Dig Dis Sci. 2000 Jul;45(7):1274-80. doi: 10.1023/a:1005583315325.
We wished to investigate the urodynamic characteristics and colonic motility in a group of children with severe chronic constipation and lower urinary tract symptoms. We performed colonic manometry using an endoscopically placed catheter. The urodynamic studies consisted of cystometry, electromyography of the external urethral sphincter, measurement of urinary flow rate, and urethral pressure profile. We found abnormal colonic motility in all patients. Findings included: absent gastrocolonic response (N = 8), absent high-amplitude propagated contractions (HAPCs) (N = 4), and abnormal propagation of HAPCs (N = 7). Urodynamic features were abnormal in 10 children. Findings included: uninhibited bladder contractions (N = 6), hypertonic bladder (N = 2), sphincter dyssynergy (N = 2), small capacity bladder (N = 1). In all children constipation improved, in three after a partial colectomy. Urinary symptoms persisted. We conclude that some children with severe constipation may have a neuropathy affecting both the colonic and lower urinary tracts systems. In this group of patients treatment of constipation does not result in resolution of urinary symptoms.

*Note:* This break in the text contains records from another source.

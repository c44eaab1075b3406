// Copyright (C) 2025 SyncMyOrders Sp. z o.o.
// SPDX-License-Identifier: AGPL-3.0-or-later

use rds_handler_common::{
    CallChain, CallbackContext, HandlerConfig, ProgressEvent, RemoteClient,
    ResourceHandlerRequest, TagSet, exec_once,
};
use tracing::{info, instrument};

use super::read::ReadHandler;
use super::{CREATED, fetch_db_subnet_group, invoke_mutation, is_complete};
use crate::model::ResourceModel;
use crate::rules::DEFAULT_DB_SUBNET_GROUP_ERROR_RULE_SET;
use crate::translator;

const CREATE_STEP: &str = "rds::create-db-subnet-group";

#[derive(Default)]
pub struct CreateHandler {
    config: HandlerConfig,
}

impl CreateHandler {
    pub fn new(config: HandlerConfig) -> Self {
        Self { config }
    }

    /// Create the group and wait until it reports `Complete`.
    #[instrument(
        skip_all,
        fields(logical_resource_identifier = ?request.logical_resource_identifier)
    )]
    pub async fn handle_request(
        &self,
        request: &ResourceHandlerRequest<ResourceModel>,
        context: CallbackContext,
        client: &dyn RemoteClient,
    ) -> ProgressEvent<ResourceModel> {
        let mut request = request.clone();
        if request.desired_resource_state.name().is_empty() {
            let name = translator::generate_name(
                request.stack_id.as_deref(),
                request.logical_resource_identifier.as_deref(),
            );
            info!(db_subnet_group_name = %name, "Generated DB subnet group name");
            request.desired_resource_state.db_subnet_group_name = Some(name);
        }
        let request = &request;
        let model = &request.desired_resource_state;
        let tags = TagSet::new(
            request.system_tags.clone(),
            request.desired_resource_tags.clone(),
            translator::translate_tags_to_sdk(&model.tags),
        )
        .merged();

        let progress = exec_once(
            ProgressEvent::progress(model.clone(), context),
            CREATED,
            |progress| async move {
                let create = translator::create_db_subnet_group_request(model, &tags);
                CallChain::initiate(
                    CREATE_STEP,
                    &self.config,
                    &DEFAULT_DB_SUBNET_GROUP_ERROR_RULE_SET,
                )
                .run(
                    progress,
                    || invoke_mutation(client, create),
                    || fetch_db_subnet_group(client, model.name()),
                    is_complete,
                )
                .await
            },
        )
        .await;

        progress
            .then(|p| async move {
                let context = p.callback_context.unwrap_or_default();
                ReadHandler::new(self.config.clone())
                    .handle_request(request, context, client)
                    .await
            })
            .await
    }
}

我们希望研究一组患有严重慢性便秘和下尿路症状的儿童的尿动力学特征和结肠动力。我们使用经内镜放置的导管进行结肠测压。尿动力学研究包括膀胱测压、尿道外括约肌肌电图、尿流率测量和尿道压力分布。我们发现所有患者的结肠动力均异常。发现包括:胃结肠反射消失(N = 8)、高振幅传播收缩(HAPCs)消失(N = 4)以及HAPCs传播异常(N = 7)。10名儿童的尿动力学特征异常。发现包括:膀胱无抑制性收缩(N = 6)、膀胱张力亢进(N = 2)、括约肌协同失调(N = 2)、膀胱容量小(N = 1)。所有儿童的便秘均有改善,3名儿童在接受部分结肠切除术后便秘改善。泌尿系统症状持续存在。我们得出结论,一些严重便秘的儿童可能存在影响结肠和下尿路系统的神经病变。在这组患者中,便秘的治疗并不能消除泌尿系统症状。